The A Word
Shared with permission from Just Another Mom
If you’ve never thought that one simple word could change your world, I invite you to read my story- just one of many where it concerns parents of loved ones on the autism spectrum.
My middle child is non-verbal and severely autistic. She has autism. The A word that I never wanted to think about before she got her diagnosis and the A word that I still sometimes don’t want to hear. It doesn’t matter how I word it- autism, autistic, autism spectrum, classic autism; there are times that I still don’t want to hear it. I say this not because I’m ashamed of her, far from it. I say that because it’s just a part of who she is. Her autism does not define her, but it does explain some of her quirks. Her autism will not go away, there is no cure- and I’m okay with that. Autism is a part of who she is, but it’s not all that she is.

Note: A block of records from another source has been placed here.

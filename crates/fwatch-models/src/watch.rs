//! Watch progress events.
//!
//! One event is emitted per status check so a UI layer can mirror the job's
//! lifecycle without talking to the poller directly.

use schemars::JsonSchema;
use serde::{Deserialize, Serialize};

/// Event emitted by the job watcher.
#[derive(Debug, Clone, PartialEq, Serialize, Deserialize, JsonSchema)]
#[serde(tag = "type", rename_all = "snake_case")]
pub enum WatchEvent {
    /// Job is still processing
    Processing {
        /// Elapsed seconds reported by the server, if any
        #[serde(skip_serializing_if = "Option::is_none")]
        processing_time: Option<f64>,
    },

    /// Job finished; the caller should navigate to the results page
    Completed {
        /// Navigation target for the results view
        results_url: String,
    },

    /// Job failed server-side
    Failed {
        /// Server-provided failure message
        message: String,
    },
}

impl WatchEvent {
    /// Create a processing event.
    pub fn processing(processing_time: Option<f64>) -> Self {
        WatchEvent::Processing { processing_time }
    }

    /// Create a completed event.
    pub fn completed(results_url: impl Into<String>) -> Self {
        WatchEvent::Completed {
            results_url: results_url.into(),
        }
    }

    /// Create a failed event.
    pub fn failed(message: impl Into<String>) -> Self {
        WatchEvent::Failed {
            message: message.into(),
        }
    }

    /// Check if this event ends the watch.
    pub fn is_terminal(&self) -> bool {
        !matches!(self, WatchEvent::Processing { .. })
    }
}
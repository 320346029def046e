//! Analysis service HTTP client.

use std::path::Path;

use reqwest::multipart;
use reqwest::Client;
use tokio_util::io::ReaderStream;
use tracing::{debug, info};

use fwatch_models::JobId;

use crate::config::{ClientConfig, ALLOWED_EXTENSIONS};
use crate::error::{ClientError, ClientResult};
use crate::types::{
    ChatRequest, ChatResponse, ErrorResponse, ReportResponse, ResultsDocument, StatusResponse,
    UploadRequest, UploadResponse,
};

/// Client for the fight-detection analysis service.
pub struct AnalysisClient {
    http: Client,
    config: ClientConfig,
}

impl AnalysisClient {
    /// Create a new client.
    pub fn new(config: ClientConfig) -> ClientResult<Self> {
        let http = Client::builder()
            .timeout(config.timeout)
            .build()
            .map_err(ClientError::Network)?;

        Ok(Self { http, config })
    }

    /// Create from environment variables.
    pub fn from_env() -> ClientResult<Self> {
        Self::new(ClientConfig::from_env())
    }

    pub fn config(&self) -> &ClientConfig {
        &self.config
    }

    /// Navigation target for a completed job's results page.
    pub fn results_url(&self, job_id: &JobId) -> String {
        format!("{}/results/{}", self.config.base_url, job_id)
    }

    /// Validate and submit a video for analysis.
    ///
    /// Validation is strictly local: a missing file, a disallowed extension,
    /// or a file over the size limit fails before any request is issued. On
    /// acceptance the file is streamed as the `video` field of a multipart
    /// form together with the tuning parameters.
    pub async fn upload(&self, request: &UploadRequest) -> ClientResult<JobId> {
        self.validate_upload(&request.video_path).await?;

        let url = format!("{}/upload", self.config.base_url);
        debug!("Uploading {} to {}", request.video_path.display(), url);

        let file_name = request
            .video_path
            .file_name()
            .map(|n| n.to_string_lossy().into_owned())
            .unwrap_or_else(|| "video".to_string());

        let file = tokio::fs::File::open(&request.video_path).await?;
        let part = multipart::Part::stream(reqwest::Body::wrap_stream(ReaderStream::new(file)))
            .file_name(file_name);

        let form = multipart::Form::new()
            .part("video", part)
            .text("sequence_length", request.sequence_length.to_string())
            .text("threshold", request.threshold.to_string())
            .text("output_frame_rate", request.output_frame_rate.to_string());

        let response = self.http.post(&url).multipart(form).send().await?;

        if !response.status().is_success() {
            let status = response.status();
            let message = match response.json::<ErrorResponse>().await {
                Ok(body) => body.error,
                Err(_) => format!("Upload failed with status {}", status),
            };
            return Err(ClientError::Rejected(message));
        }

        // A 2xx body can still carry an error field instead of a job ID.
        let body: serde_json::Value = response.json().await?;
        if let Some(error) = body.get("error").and_then(|e| e.as_str()) {
            return Err(ClientError::rejected(error));
        }

        let upload: UploadResponse = serde_json::from_value(body)?;
        info!(job_id = %upload.job_id, "Upload accepted");
        Ok(upload.job_id)
    }

    /// Fetch the current status of a job. One check; the watcher drives
    /// repetition.
    pub async fn status(&self, job_id: &JobId) -> ClientResult<StatusResponse> {
        let url = format!("{}/status/{}", self.config.base_url, job_id);

        let response = self.http.get(&url).send().await?.error_for_status()?;
        let status: StatusResponse = response.json().await?;

        debug!(job_id = %job_id, status = %status.status, "Status check");
        Ok(status)
    }

    /// Fetch the full results document for a completed job.
    pub async fn results(&self, job_id: &JobId) -> ClientResult<ResultsDocument> {
        let url = format!("{}/api/results/{}", self.config.base_url, job_id);

        let response = self.http.get(&url).send().await?;
        if !response.status().is_success() {
            let status = response.status();
            let message = match response.json::<ErrorResponse>().await {
                Ok(body) => body.error,
                Err(_) => format!("Results fetch failed with status {}", status),
            };
            return Err(ClientError::Rejected(message));
        }

        Ok(response.json().await?)
    }

    /// Ask the server to regenerate the security report for a completed job.
    pub async fn regenerate_report(&self, job_id: &JobId) -> ClientResult<String> {
        let url = format!("{}/api/regenerate-report/{}", self.config.base_url, job_id);

        let response = self.http.post(&url).send().await?;
        let outcome: ReportResponse = response.json().await?;

        match outcome {
            ReportResponse::Success { report } => {
                info!(job_id = %job_id, "Report regenerated");
                Ok(report)
            }
            ReportResponse::Error { error } => Err(ClientError::Rejected(error)),
        }
    }

    /// Send one chat message about a completed job and return the reply.
    pub async fn chat(&self, job_id: &JobId, message: &str) -> ClientResult<String> {
        if message.trim().is_empty() {
            return Err(ClientError::validation("No message provided"));
        }

        let url = format!("{}/api/chat/{}", self.config.base_url, job_id);
        let request = ChatRequest {
            message: message.to_string(),
        };

        let response = self.http.post(&url).json(&request).send().await?;
        let outcome: ChatResponse = response.json().await?;

        match outcome {
            ChatResponse::Success { response } => Ok(response),
            ChatResponse::Error { error } => Err(ClientError::Rejected(error)),
        }
    }

    /// Pre-network upload checks: extension, existence, size limit.
    async fn validate_upload(&self, path: &Path) -> ClientResult<()> {
        let extension = path
            .extension()
            .and_then(|e| e.to_str())
            .map(|e| e.to_ascii_lowercase());
        match extension {
            Some(ext) if ALLOWED_EXTENSIONS.contains(&ext.as_str()) => {}
            _ => return Err(ClientError::validation("Invalid file type")),
        }

        let metadata = tokio::fs::metadata(path).await.map_err(|_| {
            ClientError::validation(format!("File not found: {}", path.display()))
        })?;

        if metadata.len() > self.config.max_upload_bytes {
            return Err(ClientError::validation(format!(
                "File too large: {} bytes (maximum is {} bytes)",
                metadata.len(),
                self.config.max_upload_bytes
            )));
        }

        Ok(())
    }
}
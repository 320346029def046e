//! Client error types.

use thiserror::Error;

pub type ClientResult<T> = Result<T, ClientError>;

#[derive(Debug, Error)]
pub enum ClientError {
    /// Local pre-network validation failure. The request never left the
    /// client.
    #[error("{0}")]
    Validation(String),

    /// The server rejected the request or returned an error body. The
    /// message is surfaced verbatim when the server provided one.
    #[error("{0}")]
    Rejected(String),

    /// A watch is already running; stop it before starting another.
    #[error("A job is already being watched")]
    WatchInProgress,

    #[error("Network error: {0}")]
    Network(#[from] reqwest::Error),

    #[error("JSON error: {0}")]
    Json(#[from] serde_json::Error),

    #[error("I/O error: {0}")]
    Io(#[from] std::io::Error),
}

impl ClientError {
    pub fn validation(msg: impl Into<String>) -> Self {
        Self::Validation(msg.into())
    }

    pub fn rejected(msg: impl Into<String>) -> Self {
        Self::Rejected(msg.into())
    }

    /// True when the failure never reached the network.
    pub fn is_local(&self) -> bool {
        matches!(self, ClientError::Validation(_) | ClientError::WatchInProgress)
    }
}

#[cfg(test)]
mod tests {
    use super::*;

    #[test]
    fn test_rejected_message_is_verbatim() {
        let err = ClientError::rejected("Invalid file type");
        assert_eq!(err.to_string(), "Invalid file type");
    }

    #[test]
    fn test_local_errors() {
        assert!(ClientError::validation("too large").is_local());
        assert!(ClientError::WatchInProgress.is_local());
        assert!(!ClientError::rejected("nope").is_local());
    }
}
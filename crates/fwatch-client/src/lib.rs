//! Client for the fight-detection analysis service.
//!
//! Drives the client side of the job lifecycle against the service's HTTP
//! surface: upload submission with local validation, fixed-cadence status
//! polling to a terminal outcome, results and report retrieval, and the
//! results-page chat assistant.

pub mod chat;
pub mod client;
pub mod config;
pub mod error;
pub mod types;
pub mod watcher;

pub use chat::ChatSession;
pub use client::AnalysisClient;
pub use config::{ClientConfig, ALLOWED_EXTENSIONS, DEFAULT_POLL_INTERVAL, MAX_UPLOAD_BYTES};
pub use error::{ClientError, ClientResult};
pub use types::{ResultsDocument, StatusResponse, UploadRequest};
pub use watcher::{JobOutcome, JobWatcher, WatchSupervisor, WatcherHandle};
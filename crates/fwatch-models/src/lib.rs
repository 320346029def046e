//! Shared data models for the FightWatch client.
//!
//! This crate provides Serde-serializable types for:
//! - Job identity and lifecycle status
//! - Incident segments and full analysis results
//! - Chat transcripts
//! - Watch progress events

pub mod analysis;
pub mod chat;
pub mod job;
pub mod segment;
pub mod watch;

// Re-export common types
pub use analysis::AnalysisResults;
pub use chat::{ChatMessage, ChatTranscript, Sender};
pub use job::{JobId, JobStatus};
pub use segment::{format_timestamp, Segment};
pub use watch::WatchEvent;
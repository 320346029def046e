//! Incident segment models.

use schemars::JsonSchema;
use serde::{Deserialize, Serialize};

/// A contiguous frame range classified by the fight detector.
///
/// Field names follow the client vocabulary; the serde renames map them onto
/// the chunk-oriented names the analysis server emits.
#[derive(Debug, Clone, PartialEq, Serialize, Deserialize, JsonSchema)]
pub struct Segment {
    /// First frame of the segment (inclusive)
    #[serde(rename = "chunk_start_frame")]
    pub start_frame: u64,

    /// Last frame of the segment (inclusive); never below `start_frame`
    #[serde(rename = "chunk_end_frame")]
    pub end_frame: u64,

    /// Start timestamp, formatted MM:SS
    pub start_time: String,

    /// End timestamp, formatted MM:SS
    pub end_time: String,

    /// Detector confidence in 0.0..=1.0
    #[serde(rename = "fight_probability")]
    pub probability: f64,

    /// Whether the detector classified this range as a fight
    #[serde(rename = "fight_detected")]
    pub is_fight: bool,
}

impl Segment {
    /// Number of frames covered by the segment.
    pub fn frame_count(&self) -> u64 {
        self.end_frame.saturating_sub(self.start_frame) + 1
    }

    /// Check whether a playback frame falls inside this segment.
    ///
    /// Used for playback-time highlighting lookups against the timeline.
    pub fn contains_frame(&self, frame: u64) -> bool {
        frame >= self.start_frame && frame <= self.end_frame
    }

    /// Start of the segment in seconds, parsed from the formatted timestamp.
    pub fn start_seconds(&self) -> Option<f64> {
        parse_timestamp(&self.start_time)
    }

    /// End of the segment in seconds, parsed from the formatted timestamp.
    pub fn end_seconds(&self) -> Option<f64> {
        parse_timestamp(&self.end_time)
    }
}

/// Format a frame index as an MM:SS timestamp at the given frame rate.
pub fn format_timestamp(frame: u64, fps: f64) -> String {
    let seconds = if fps > 0.0 { frame as f64 / fps } else { 0.0 };
    format!("{:02}:{:02}", (seconds / 60.0) as u64, (seconds % 60.0) as u64)
}

/// Parse an MM:SS (or HH:MM:SS) timestamp to total seconds.
fn parse_timestamp(ts: &str) -> Option<f64> {
    let parts: Vec<&str> = ts.split(':').collect();
    match parts.len() {
        1 => parts[0].parse().ok(),
        2 => {
            let minutes: f64 = parts[0].parse().ok()?;
            let seconds: f64 = parts[1].parse().ok()?;
            Some(minutes * 60.0 + seconds)
        }
        3 => {
            let hours: f64 = parts[0].parse().ok()?;
            let minutes: f64 = parts[1].parse().ok()?;
            let seconds: f64 = parts[2].parse().ok()?;
            Some(hours * 3600.0 + minutes * 60.0 + seconds)
        }
        _ => None,
    }
}

#[cfg(test)]
mod tests {
    use super::*;

    fn sample() -> Segment {
        Segment {
            start_frame: 40,
            end_frame: 79,
            start_time: "00:01".to_string(),
            end_time: "00:02".to_string(),
            probability: 0.92,
            is_fight: true,
        }
    }

    #[test]
    fn test_segment_wire_names() {
        let json = serde_json::to_value(sample()).unwrap();
        assert_eq!(json["chunk_start_frame"], 40);
        assert_eq!(json["chunk_end_frame"], 79);
        assert_eq!(json["fight_probability"], 0.92);
        assert_eq!(json["fight_detected"], true);

        let back: Segment = serde_json::from_value(json).unwrap();
        assert_eq!(back, sample());
    }

    #[test]
    fn test_contains_frame() {
        let seg = sample();
        assert!(seg.contains_frame(40));
        assert!(seg.contains_frame(79));
        assert!(!seg.contains_frame(39));
        assert!(!seg.contains_frame(80));
    }

    #[test]
    fn test_frame_count() {
        assert_eq!(sample().frame_count(), 40);
    }

    #[test]
    fn test_format_timestamp() {
        assert_eq!(format_timestamp(0, 30.0), "00:00");
        assert_eq!(format_timestamp(1800, 30.0), "01:00");
        assert_eq!(format_timestamp(1845, 30.0), "01:01");
    }

    #[test]
    fn test_parse_timestamp() {
        assert_eq!(parse_timestamp("00:01"), Some(1.0));
        assert_eq!(parse_timestamp("01:30"), Some(90.0));
        assert_eq!(parse_timestamp("01:00:00"), Some(3600.0));
        assert_eq!(parse_timestamp("bogus"), None);
    }

    #[test]
    fn test_segment_seconds() {
        let seg = sample();
        assert_eq!(seg.start_seconds(), Some(1.0));
        assert_eq!(seg.end_seconds(), Some(2.0));
    }
}
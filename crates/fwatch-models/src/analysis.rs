//! Completed-job analysis results.

use schemars::JsonSchema;
use serde::{Deserialize, Serialize};

use crate::segment::Segment;

/// Full result document produced by the analysis server for a completed job.
#[derive(Debug, Clone, Serialize, Deserialize, JsonSchema)]
pub struct AnalysisResults {
    /// Server-side path of the annotated output video
    #[serde(skip_serializing_if = "Option::is_none")]
    pub output_video_path: Option<String>,

    /// Total frames analyzed
    pub total_frames: u64,

    /// Frames per detection chunk
    pub sequence_length: u32,

    /// Probability threshold used for classification
    pub threshold: f64,

    /// Frame rate of the annotated output video
    pub output_frame_rate: u32,

    /// Elapsed processing time in seconds
    pub processing_time_seconds: f64,

    /// Total number of segments analyzed
    pub total_segments: u32,

    /// Number of segments classified as fights
    pub fight_segments: u32,

    /// Per-segment predictions, in playback order
    pub predictions: Vec<Segment>,

    /// Server-side error, if the analysis aborted
    #[serde(skip_serializing_if = "Option::is_none")]
    pub error: Option<String>,
}

impl AnalysisResults {
    /// Segments the detector classified as fights.
    pub fn incidents(&self) -> impl Iterator<Item = &Segment> {
        self.predictions.iter().filter(|s| s.is_fight)
    }

    /// Number of detected incidents.
    pub fn incident_count(&self) -> usize {
        self.incidents().count()
    }

    /// Find the segment a playback frame falls into.
    pub fn segment_at_frame(&self, frame: u64) -> Option<&Segment> {
        self.predictions.iter().find(|s| s.contains_frame(frame))
    }
}
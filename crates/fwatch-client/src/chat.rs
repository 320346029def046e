//! Chat session over the analysis assistant endpoint.

use std::sync::Arc;

use fwatch_models::{ChatMessage, ChatTranscript, JobId};

use crate::client::AnalysisClient;
use crate::error::{ClientError, ClientResult};

/// One results-page chat conversation about a completed job.
///
/// The transcript is append-only and lives only as long as the session.
pub struct ChatSession {
    client: Arc<AnalysisClient>,
    job_id: JobId,
    transcript: ChatTranscript,
}

impl ChatSession {
    pub fn new(client: Arc<AnalysisClient>, job_id: JobId) -> Self {
        Self {
            client,
            job_id,
            transcript: ChatTranscript::new(),
        }
    }

    /// Send a user message and wait for the assistant's reply.
    ///
    /// The user message is recorded before the request goes out; on failure
    /// the transcript keeps it with no bot entry, and the send can simply be
    /// retried.
    pub async fn send(&mut self, message: impl Into<String>) -> ClientResult<String> {
        let message = message.into();
        if message.trim().is_empty() {
            return Err(ClientError::validation("No message provided"));
        }

        self.transcript.push(ChatMessage::user(message.clone()));

        let reply = self.client.chat(&self.job_id, &message).await?;
        self.transcript.push(ChatMessage::bot(reply.clone()));
        Ok(reply)
    }

    pub fn job_id(&self) -> &JobId {
        &self.job_id
    }

    pub fn transcript(&self) -> &ChatTranscript {
        &self.transcript
    }
}
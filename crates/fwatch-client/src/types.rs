//! Analysis service request/response types.

use std::path::{Path, PathBuf};

use serde::{Deserialize, Serialize};

use fwatch_models::{AnalysisResults, JobId, JobStatus};

/// Parameters for a video upload.
#[derive(Debug, Clone)]
pub struct UploadRequest {
    /// Path to the video file
    pub video_path: PathBuf,
    /// Frames per detection chunk
    pub sequence_length: u32,
    /// Detection probability threshold
    pub threshold: f64,
    /// Frame rate of the annotated output video
    pub output_frame_rate: u32,
}

impl UploadRequest {
    /// Create a request with the server's default tuning parameters.
    pub fn new(video_path: impl Into<PathBuf>) -> Self {
        Self {
            video_path: video_path.into(),
            sequence_length: 40,
            threshold: 0.8,
            output_frame_rate: 30,
        }
    }

    /// Set the frames-per-chunk window.
    pub fn with_sequence_length(mut self, sequence_length: u32) -> Self {
        self.sequence_length = sequence_length;
        self
    }

    /// Set the detection threshold.
    pub fn with_threshold(mut self, threshold: f64) -> Self {
        self.threshold = threshold;
        self
    }

    /// Set the output frame rate.
    pub fn with_output_frame_rate(mut self, output_frame_rate: u32) -> Self {
        self.output_frame_rate = output_frame_rate;
        self
    }

    pub fn video_path(&self) -> &Path {
        &self.video_path
    }
}

/// Body of a successful upload response.
#[derive(Debug, Clone, Deserialize)]
pub struct UploadResponse {
    pub job_id: JobId,
}

/// Body returned by the status endpoint.
#[derive(Debug, Clone, Serialize, Deserialize)]
pub struct StatusResponse {
    pub status: JobStatus,
    #[serde(skip_serializing_if = "Option::is_none")]
    pub processing_time: Option<f64>,
    #[serde(skip_serializing_if = "Option::is_none")]
    pub error: Option<String>,
}

/// Error body the server attaches to rejections.
#[derive(Debug, Clone, Deserialize)]
pub struct ErrorResponse {
    pub error: String,
}

/// Tagged outcome of the report-regeneration endpoint.
#[derive(Debug, Clone, Deserialize)]
#[serde(tag = "status", rename_all = "snake_case")]
pub enum ReportResponse {
    Success { report: String },
    Error { error: String },
}

/// Request body for the chat endpoint.
#[derive(Debug, Clone, Serialize)]
pub struct ChatRequest {
    pub message: String,
}

/// Tagged outcome of the chat endpoint.
#[derive(Debug, Clone, Deserialize)]
#[serde(tag = "status", rename_all = "snake_case")]
pub enum ChatResponse {
    Success { response: String },
    Error { error: String },
}

/// Body of the full-results endpoint for a completed job.
#[derive(Debug, Clone, Deserialize)]
pub struct ResultsDocument {
    /// Always `completed`; other statuses come back as error bodies
    pub status: JobStatus,
    /// The analysis results
    pub results: AnalysisResults,
    /// Generated security report (HTML)
    pub report: String,
}
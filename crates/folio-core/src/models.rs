//! Core data models used throughout folio.
//!
//! These types represent the pages, chunks, index records, and ranked
//! results that flow through the ingestion and retrieval pipeline.

use std::fmt;
use std::str::FromStr;

use chrono::{DateTime, Utc};
use serde::{Deserialize, Serialize};

/// Identifier of a stored document (the relational store's row id).
pub type DocumentId = i64;

/// Positional identifier of an embedding inside the vector index.
pub type VectorId = u64;

/// Text extracted from one page of a source document.
#[derive(Debug, Clone, PartialEq, Eq)]
pub struct Page {
    /// 1-based page number.
    pub page_number: u32,
    pub text: String,
}

impl Page {
    pub fn new(page_number: u32, text: impl Into<String>) -> Self {
        Self {
            page_number,
            text: text.into(),
        }
    }
}

/// A contiguous, size-bounded slice of a document's text.
#[derive(Debug, Clone, PartialEq, Eq, Serialize)]
pub struct Chunk {
    pub document_id: DocumentId,
    /// 0-based, contiguous per document.
    pub chunk_index: u32,
    /// Pages the chunk was drawn from, in page order. Never empty.
    pub page_numbers: Vec<u32>,
    pub text: String,
    /// Length of `text` in characters.
    pub char_length: usize,
}

/// Provenance of one vector in the index. Position in the side-table equals `vector_id`.
#[derive(Debug, Clone, Copy, PartialEq, Eq, Serialize, Deserialize)]
pub struct EmbeddingRecord {
    pub vector_id: VectorId,
    pub document_id: DocumentId,
    pub chunk_index: u32,
}

/// Inclusive range of vector ids assigned by a single `add` call.
#[derive(Debug, Clone, Copy, PartialEq, Eq, Serialize, Deserialize)]
pub struct VectorRange {
    pub start: VectorId,
    pub end: VectorId,
}

impl VectorRange {
    /// Number of ids in the range.
    pub fn count(&self) -> u64 {
        self.end - self.start + 1
    }
}

/// A nearest-neighbour hit produced by [`VectorIndex::search`](crate::index::VectorIndex::search).
#[derive(Debug, Clone, PartialEq, Serialize)]
pub struct SearchCandidate {
    pub vector_id: VectorId,
    pub document_id: DocumentId,
    pub chunk_index: u32,
    /// Squared Euclidean distance to the query.
    pub distance: f32,
    /// `1 / (1 + distance)`, in `(0, 1]`.
    pub similarity: f64,
}

/// Size of the vector index.
#[derive(Debug, Clone, Copy, PartialEq, Eq, Serialize)]
pub struct IndexStats {
    pub total_vectors: usize,
    pub dimension: usize,
}

/// Category a document was filed under at ingestion time.
#[derive(Debug, Clone, Copy, PartialEq, Eq, Hash, Default, Serialize, Deserialize)]
#[serde(rename_all = "snake_case")]
pub enum DocumentType {
    #[default]
    FinancialReport,
    Invoice,
    Statement,
    Contract,
    Other,
}

impl DocumentType {
    pub const ALL: [DocumentType; 5] = [
        DocumentType::FinancialReport,
        DocumentType::Invoice,
        DocumentType::Statement,
        DocumentType::Contract,
        DocumentType::Other,
    ];

    pub fn as_str(&self) -> &'static str {
        match self {
            DocumentType::FinancialReport => "financial_report",
            DocumentType::Invoice => "invoice",
            DocumentType::Statement => "statement",
            DocumentType::Contract => "contract",
            DocumentType::Other => "other",
        }
    }
}

impl fmt::Display for DocumentType {
    fn fmt(&self, f: &mut fmt::Formatter<'_>) -> fmt::Result {
        f.write_str(self.as_str())
    }
}

impl FromStr for DocumentType {
    type Err = anyhow::Error;

    fn from_str(s: &str) -> Result<Self, Self::Err> {
        DocumentType::ALL
            .iter()
            .copied()
            .find(|t| t.as_str() == s)
            .ok_or_else(|| {
                anyhow::anyhow!(
                    "Unknown document type: '{}'. Must be one of: financial_report, invoice, statement, contract, other.",
                    s
                )
            })
    }
}

/// Document fields supplied at ingestion, before the store assigns an id.
#[derive(Debug, Clone)]
pub struct NewDocument {
    pub filename: String,
    pub file_path: String,
    pub document_type: DocumentType,
    pub total_pages: u32,
    pub file_size_mb: f64,
}

/// Stored document metadata.
#[derive(Debug, Clone, PartialEq, Serialize)]
pub struct DocumentMetadata {
    pub id: DocumentId,
    pub filename: String,
    pub file_path: String,
    pub document_type: DocumentType,
    pub upload_date: DateTime<Utc>,
    pub total_pages: u32,
    pub file_size_mb: f64,
    pub chunk_count: u32,
    /// Vector ids assigned at ingestion. Informational once a later
    /// delete has renumbered the index.
    pub vector_start: Option<VectorId>,
    pub vector_end: Option<VectorId>,
}

/// A document-level search hit.
#[derive(Debug, Clone, PartialEq, Serialize)]
pub struct RankedResult {
    pub document_id: DocumentId,
    pub filename: String,
    pub file_path: String,
    pub document_type: DocumentType,
    /// Mean combined score of the document's surviving candidates.
    pub relevance_score: f64,
    pub matched_chunk_indices: Vec<u32>,
    /// Sorted, de-duplicated.
    pub matched_pages: Vec<u32>,
    pub snippet: String,
}

/// Everything returned for one query.
#[derive(Debug, Clone, PartialEq, Serialize)]
pub struct SearchResponse {
    pub query: String,
    pub results: Vec<RankedResult>,
    pub total_results: usize,
    pub search_time_ms: f64,
}

impl SearchResponse {
    pub fn empty(query: &str, search_time_ms: f64) -> Self {
        Self {
            query: query.to_string(),
            results: Vec::new(),
            total_results: 0,
            search_time_ms,
        }
    }
}
use anyhow::Result;
use sqlx::SqlitePool;

/// Create the folio schema. Safe to run repeatedly.
pub async fn run_migrations(pool: &SqlitePool) -> Result<()> {
    // Create documents table
    sqlx::query(
        r#"
        CREATE TABLE IF NOT EXISTS documents (
            id INTEGER PRIMARY KEY AUTOINCREMENT,
            filename TEXT NOT NULL UNIQUE,
            file_path TEXT NOT NULL,
            document_type TEXT NOT NULL DEFAULT 'financial_report',
            upload_date INTEGER NOT NULL,
            total_pages INTEGER NOT NULL DEFAULT 0,
            file_size_mb REAL NOT NULL DEFAULT 0,
            chunk_count INTEGER NOT NULL DEFAULT 0,
            vector_start INTEGER,
            vector_end INTEGER
        )
        "#,
    )
    .execute(pool)
    .await?;

    // Create chunks table
    sqlx::query(
        r#"
        CREATE TABLE IF NOT EXISTS document_chunks (
            id INTEGER PRIMARY KEY AUTOINCREMENT,
            document_id INTEGER NOT NULL,
            chunk_index INTEGER NOT NULL,
            page_numbers TEXT NOT NULL,
            text_content TEXT NOT NULL,
            chunk_size INTEGER NOT NULL,
            UNIQUE(document_id, chunk_index),
            FOREIGN KEY (document_id) REFERENCES documents(id) ON DELETE CASCADE
        )
        "#,
    )
    .execute(pool)
    .await?;

    // Create indexes
    sqlx::query(
        "CREATE INDEX IF NOT EXISTS idx_document_chunks_document_id ON document_chunks(document_id)",
    )
    .execute(pool)
    .await?;
    sqlx::query("CREATE INDEX IF NOT EXISTS idx_documents_type ON documents(document_type)")
        .execute(pool)
        .await?;
    sqlx::query(
        "CREATE INDEX IF NOT EXISTS idx_documents_upload_date ON documents(upload_date DESC)",
    )
    .execute(pool)
    .await?;

    tracing::debug!("schema migrations applied");
    Ok(())
}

She was born six weeks early, and spent approximately one month in the NICU (Neonatal Intensive Care Unit) for jaundice and low birth weight. Once she was able to maintain her temperature and eat regularly, she was allowed to come home. Because of her prematurity, she qualified for Early Intervention Services through Albany County. Initially, those services were for low muscle tone and to help with fine motor skills. Eventually, she also began receiving speech therapy at home in addition to special education services. Having already been on a similar path with my first born, the revolving door of therapists was nothing new.
She developed somewhat normally given her prematurity, I say somewhat because she was delayed in her fine and gross motor skills, in addition to speech. However, I didn’t think too much of it and thus continued our journey. It wasn’t until B was closer to her 2nd birthday that we really began to notice problems. She stopped making eye contact and then she stopped all signs of speech. Both were pretty tough to take, though the loss of speech in particular for me (as Mama was one of the few things she would say). Eventually, it would be her physical therapist who would suggest getting B evaluated for Autism spectrum disorder. And while I didn’t really want to hear it, deep down inside- I was thinking it.
I can still remember sitting in the office of the developmental pediatrician in 2004, answering questions diligently, recalling moment after moment that at the time seemed trivial, and watching my precious B go through evaluation after evaluation. With each passing moment, I was regretting the words that would come out of the doctor’s mouth, but, at the same time- I desperately wanted answers. Ultimately, she confirmed what B’s physical therapist suspected- sure enough, B was on the autism spectrum. To be exact, the developmental pediatrician told us that B was exhibiting signs of autistic disorder, later we would also associate ‘classic autism’ and ‘severe autism’ with what she had. My heart broke and my dreams were dashed. Gone were thoughts of PTA bake sales, Girl Scouts, school concerts, and graduation days. I didn’t quite know what to expect next, but I knew I was reeling. Even though there was a word for what my B had; I was devastated. I was also furious, angry, sad, and guilty.
But, at least with a definitive diagnosis, we knew where to proceed from there. It was agreed upon (by her team of therapists, myself and B’s father) that we needed to take a new course of action to help B as much as possible. No longer would she stay at home with me and have her team of therapists come to her, but instead she would begin attending preschool for special needs children.
So, there you have it. Our encounter with the A word. Not a bad word, by any stretch of the imagination, but a word that changed my life as I knew it. She was still my B, the same mischievous, playful, and loving child I always knew. But now, there we had a word. The A word.